Combates na Somália causam 50 mil deslocados, diz ONU

5 janeiro 2009

Em menos de uma semana, ataques no centro da Somália mataram mais de duas dezenas de pessoas.

João Rosário, da Rádio ONU em Nova Iorque.

O coordenador da ONU para Assistência Humanitária na Somália, Mark Bowden, disse que mais de 40 pessoas terão morrido em combates na última semana que terão provocado acima de 50 mil deslocados internos.

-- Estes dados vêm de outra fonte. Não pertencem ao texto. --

//! Persistent key layout.

pub fn dedup(stream: &str, event_id: &str) -> String {
    format!("dedup:{}:{}", stream, event_id)
}

pub fn retry(stream: &str, group: &str, message_id: &str) -> String {
    format!("retry:{}:{}:{}", stream, group, message_id)
}

pub fn connector_state(name: &str) -> String {
    format!("connector:state:{}", name)
}

pub fn lease(name: &str) -> String {
    format!("lease:{}", name)
}

pub fn connector_metrics(name: &str) -> String {
    format!("metrics:connector:{}", name)
}

pub const PLANNING_SHIPMENTS: &str = "planning:shipments";
pub const PLANNING_INVENTORY: &str = "planning:inventory";

pub fn planning_lane(lane_id: &str) -> String {
    format!("planning:lane:{}", lane_id)
}

/// Field key for an inventory position within the planning inventory hash.
pub fn inventory_field(sku: &str, site_id: &str) -> String {
    format!("{}@{}", sku, site_id)
}

#[cfg(test)]
mod tests {
    use super::*;

    #[test]
    fn key_shapes_are_frozen() {
        assert_eq!(dedup("external-signals", "e1"), "dedup:external-signals:e1");
        assert_eq!(retry("s", "g", "m1"), "retry:s:g:m1");
        assert_eq!(connector_state("weather"), "connector:state:weather");
        assert_eq!(lease("weather"), "lease:weather");
        assert_eq!(connector_metrics("weather"), "metrics:connector:weather");
        assert_eq!(planning_lane("USLAX-USDAL"), "planning:lane:USLAX-USDAL");
        assert_eq!(inventory_field("sku1", "dc7"), "sku1@dc7");
    }
}
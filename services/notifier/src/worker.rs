//! Notification worker: `mitigation-plans` → `notifications`.

use async_trait::async_trait;
use std::sync::Arc;
use tracing::debug;

use crate::router::NotificationRouter;
use sr_bus::{publish_message, ConsumerMessage, EventPublisher};
use sr_types::{streams, MitigationPlan};
use sr_worker::{HandlerError, MessageHandler};

pub struct NotificationHandler {
    router: Arc<dyn NotificationRouter>,
    publisher: Arc<dyn EventPublisher>,
}

impl NotificationHandler {
    pub fn new(
        router: Arc<dyn NotificationRouter>,
        publisher: Arc<dyn EventPublisher>,
    ) -> NotificationHandler {
        NotificationHandler { router, publisher }
    }
}

#[async_trait]
impl MessageHandler for NotificationHandler {
    async fn handle(&self, message: &ConsumerMessage) -> Result<(), HandlerError> {
        let plan: MitigationPlan = serde_json::from_value(message.message.clone())
            .map_err(|e| HandlerError::new(format!("not a mitigation plan: {}", e)))?;
        let notifications = self.router.route(&plan);
        for notification in &notifications {
            publish_message(self.publisher.as_ref(), streams::NOTIFICATIONS, notification)
                .await
                .map_err(|e| HandlerError::new(e.to_string()))?;
        }
        debug!(
            plan_id = %plan.plan_id,
            count = notifications.len(),
            "notifications published"
        );
        Ok(())
    }
}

De acordo com a ONU, na região de Galgaduud, no centro da Somália,

cerca de 90% da população das cidades de Dhuusamarreeb e de Guricel, fugiram por causa dos combates que começaram no dia 27 de Dezembro.

Muitas destas pessoas serão deslocadas de outros confrontos no país.

Ajuda

Bowden declarou que está muito preocupado com a deterioração da situação humanitária no país e condenou o número de mortos dos confrontos, que classificou inaceitável.

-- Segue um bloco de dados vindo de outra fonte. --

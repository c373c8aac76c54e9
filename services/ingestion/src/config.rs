//! Ingestion service configuration.
//!
//! Environment variables with documented fallbacks; no config file.
//!
//! | Variable | Default |
//! |---|---|
//! | `REDIS_URL` | `redis://127.0.0.1:6379` |
//! | `STREAM_MAX_LEN` | `100000` |
//! | `DEDUP_TTL_SECONDS` | `604800` |
//! | `RETRY_KEY_TTL_SECONDS` | `86400` |
//! | `CONSUMER_BLOCK_MS` | `5000` |
//! | `CONSUMER_BATCH_SIZE` | `50` |
//! | `MAX_DELIVERIES` | `5` |
//! | `CONSUMER_GROUP` | `ingestion` |
//! | `CONSUMER_NAME` | `<role>-<host>-<pid>` |
//! | `MAX_PUBLISH_ATTEMPTS` | `4` |
//! | `PUBLISH_RETRY_BASE_DELAY_MS` | `50` |
//! | `GATEWAY_BIND` | `0.0.0.0:8080` |
//! | `GATEWAY_AUTH_TOKEN` | unset (auth disabled) |
//! | `MAX_REQUEST_BYTES` | `1048576` |
//! | `GATEWAY_MAX_CONCURRENCY` | `8` |
//! | `GATEWAY_MAX_QUEUE_SIZE` | `500` |

use std::str::FromStr;

fn env_str(name: &str, default: &str) -> String {
    std::env::var(name).unwrap_or_else(|_| default.to_owned())
}

fn env_opt(name: &str) -> Option<String> {
    std::env::var(name).ok().filter(|v| !v.is_empty())
}

fn env_parse<T: FromStr + Copy>(name: &str, default: T) -> T {
    std::env::var(name)
        .ok()
        .and_then(|v| v.parse().ok())
        .unwrap_or(default)
}

#[derive(Debug, Clone)]
pub struct IngestionConfig {
    pub redis_url: String,
    pub stream_max_len: usize,
    pub dedup_ttl_seconds: u64,
    pub retry_key_ttl_seconds: u64,
    pub consumer_block_ms: u64,
    pub consumer_batch_size: usize,
    pub max_deliveries: u64,
    pub consumer_group: String,
    pub consumer_name: Option<String>,
    pub max_publish_attempts: u32,
    pub publish_retry_base_delay_ms: u64,
    pub gateway_bind: String,
    pub gateway_auth_token: Option<String>,
    pub max_request_bytes: usize,
    pub gateway_max_concurrency: usize,
    pub gateway_max_queue_size: usize,
}

impl IngestionConfig {
    pub fn from_env() -> IngestionConfig {
        IngestionConfig {
            redis_url: env_str("REDIS_URL", "redis://127.0.0.1:6379"),
            stream_max_len: env_parse("STREAM_MAX_LEN", 100_000),
            dedup_ttl_seconds: env_parse("DEDUP_TTL_SECONDS", 604_800),
            retry_key_ttl_seconds: env_parse("RETRY_KEY_TTL_SECONDS", 86_400),
            consumer_block_ms: env_parse("CONSUMER_BLOCK_MS", 5_000),
            consumer_batch_size: env_parse("CONSUMER_BATCH_SIZE", 50),
            max_deliveries: env_parse("MAX_DELIVERIES", 5),
            consumer_group: env_str("CONSUMER_GROUP", "ingestion"),
            consumer_name: env_opt("CONSUMER_NAME"),
            max_publish_attempts: env_parse("MAX_PUBLISH_ATTEMPTS", 4),
            publish_retry_base_delay_ms: env_parse("PUBLISH_RETRY_BASE_DELAY_MS", 50),
            gateway_bind: env_str("GATEWAY_BIND", "0.0.0.0:8080"),
            gateway_auth_token: env_opt("GATEWAY_AUTH_TOKEN"),
            max_request_bytes: env_parse("MAX_REQUEST_BYTES", 1_048_576),
            gateway_max_concurrency: env_parse("GATEWAY_MAX_CONCURRENCY", 8),
            gateway_max_queue_size: env_parse("GATEWAY_MAX_QUEUE_SIZE", 500),
        }
    }
}

#[cfg(test)]
mod tests {
    use super::*;

    #[test]
    fn defaults_apply_without_env() {
        let cfg = IngestionConfig::from_env();
        assert_eq!(cfg.stream_max_len, 100_000);
        assert_eq!(cfg.dedup_ttl_seconds, 604_800);
        assert_eq!(cfg.max_publish_attempts, 4);
        assert_eq!(cfg.consumer_group, "ingestion");
    }
}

Bowden pediu o fim imediato dos conflitos de forma a que a ajuda humanitária possa ser levada para os deslocados internos.

A ONU calcula que cerca de 3,2 milhões de pessoas precisam de auxílio, o que representa quase 40% da população somali.

Seca

Para a ONU, os combates mais recentes vieram agravar a situação humanitária na região de Galgaduud, onde se encontram 130 mil deslocados e que regista as consequências de uma seca rigorosa.

A Somália não tem um governo efectivo desde 1991, após a saida do poder do presidente Mohamed Siad Barre.